Amidst the growing number of websites copying popular ones, a search engine has been created to track and identify the fake from the genuine. Phishing is an a attempt to acquire sensitive information such as usernames, passwords and credit card details by masquerading as a trustworthy entity.

SiteWatcher, built by City University computer scientist Liu Wenyin, has already identified 4,384 websites out of 14,622 submissions since 2008.

The primary purpose of phishing is to collect a victim’s personal information used to access the his or her account on a legitimate website. If one isn’t too observant when logging online — whether it is email, social network account or online banking website — account security could be compromised if your details falls into unauthorized hands. For example, the website of HSBC Hong Kong is But if I misspelled it as, I’d see a copycat website exists and my account could be in big trouble if I attempted to log in. Creating malicious websites has been easier than ever, thanks to tools that clone the real ones. Victims can be lured into these websites fishing — hence the variant phishing — for sensitive information that can be used for identity theft or sold to third party marketing firms.

Thanks to Sitewatcher, it’s easier to track fraudulent website and notify authorities for proper action. Since not everyone is savvy enough to detect phishing sites, Sitewatcher should be a handy tool for the unsure and confused. So far, SiteWatcher has caught phishing sites of PayPal the most (863 times) followed by eBay (220), but for obvious reasons, banks such as HSBC are also among the most targeted.

There are many ways to lead a victim to a phishing site. Among them are emails purportedly coming from a popular company informing a victim to update his or her account details as part of a regular security procedure and follow a link embedded in the message. Phishing is sometimes aided by social media connections who share links to websites they perceive to be interesting. Phishing attacks directed at business executives and high profile targets are sometimes called whaling.

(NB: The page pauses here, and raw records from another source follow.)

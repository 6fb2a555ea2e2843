//! Preview video playback decisions.
//!
//! Hover and visibility are two independent triggers. Neither knows about the
//! other, so a hovered video that scrolls out of view is paused by the
//! observer, and a visible video is rewound when the pointer leaves it.

/// Selector for videos that preview on hover
pub const HOVER_VIDEO_SELECTOR: &str = ".project-media video";

/// Selector for every video on the page
pub const VIDEO_SELECTOR: &str = "video";

/// `HTMLMediaElement.HAVE_CURRENT_DATA`
pub const HAVE_CURRENT_DATA: u16 = 2;

/// What to do with a video element
#[derive(Debug, Clone, Copy, PartialEq, Eq)]
pub enum PlaybackCommand {
    Play,
    Pause,
    /// Pause and seek back to the first frame
    PauseAndRewind,
}

impl PlaybackCommand {
    pub fn on_pointer_enter() -> Self {
        PlaybackCommand::Play
    }

    pub fn on_pointer_leave() -> Self {
        PlaybackCommand::PauseAndRewind
    }

    /// Decision for a visibility observer entry
    pub fn on_visibility(is_intersecting: bool) -> Self {
        if is_intersecting {
            PlaybackCommand::Play
        } else {
            PlaybackCommand::Pause
        }
    }

    /// Seek target after applying the command, if the command seeks
    pub fn seek_to(&self) -> Option<f64> {
        match self {
            PlaybackCommand::PauseAndRewind => Some(0.0),
            _ => None,
        }
    }
}

/// Whether a video can start right away or must wait for `loadeddata`
pub fn has_current_data(ready_state: u16) -> bool {
    ready_state >= HAVE_CURRENT_DATA
}

#[cfg(test)]
mod tests {
    use super::*;

    #[test]
    fn test_hover_plays() {
        assert_eq!(PlaybackCommand::on_pointer_enter(), PlaybackCommand::Play);
    }

    #[test]
    fn test_leave_pauses_and_rewinds() {
        let cmd = PlaybackCommand::on_pointer_leave();
        assert_eq!(cmd, PlaybackCommand::PauseAndRewind);
        assert_eq!(cmd.seek_to(), Some(0.0));
    }

    #[test]
    fn test_visibility_decisions() {
        assert_eq!(PlaybackCommand::on_visibility(true), PlaybackCommand::Play);
        assert_eq!(PlaybackCommand::on_visibility(false), PlaybackCommand::Pause);
        assert_eq!(PlaybackCommand::on_visibility(false).seek_to(), None);
    }

    #[test]
    fn test_ready_state_gate() {
        assert!(!has_current_data(0));
        assert!(!has_current_data(1));
        assert!(has_current_data(2));
        assert!(has_current_data(4));
    }
}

While it is easy to distinguish a real website from a bogus one based on website address, emails purportedly coming from legitimate source prompts users to visit a site. Liu warned that as phishing activities have become more sophisticated, it’s more difficult to tell fakes from genuine ones than when SiteWatcher was first launched. Currently, SiteWatcher has an accuracy rate that stands at above 91 percent and is capable of identifying a phishing site in one to five minutes.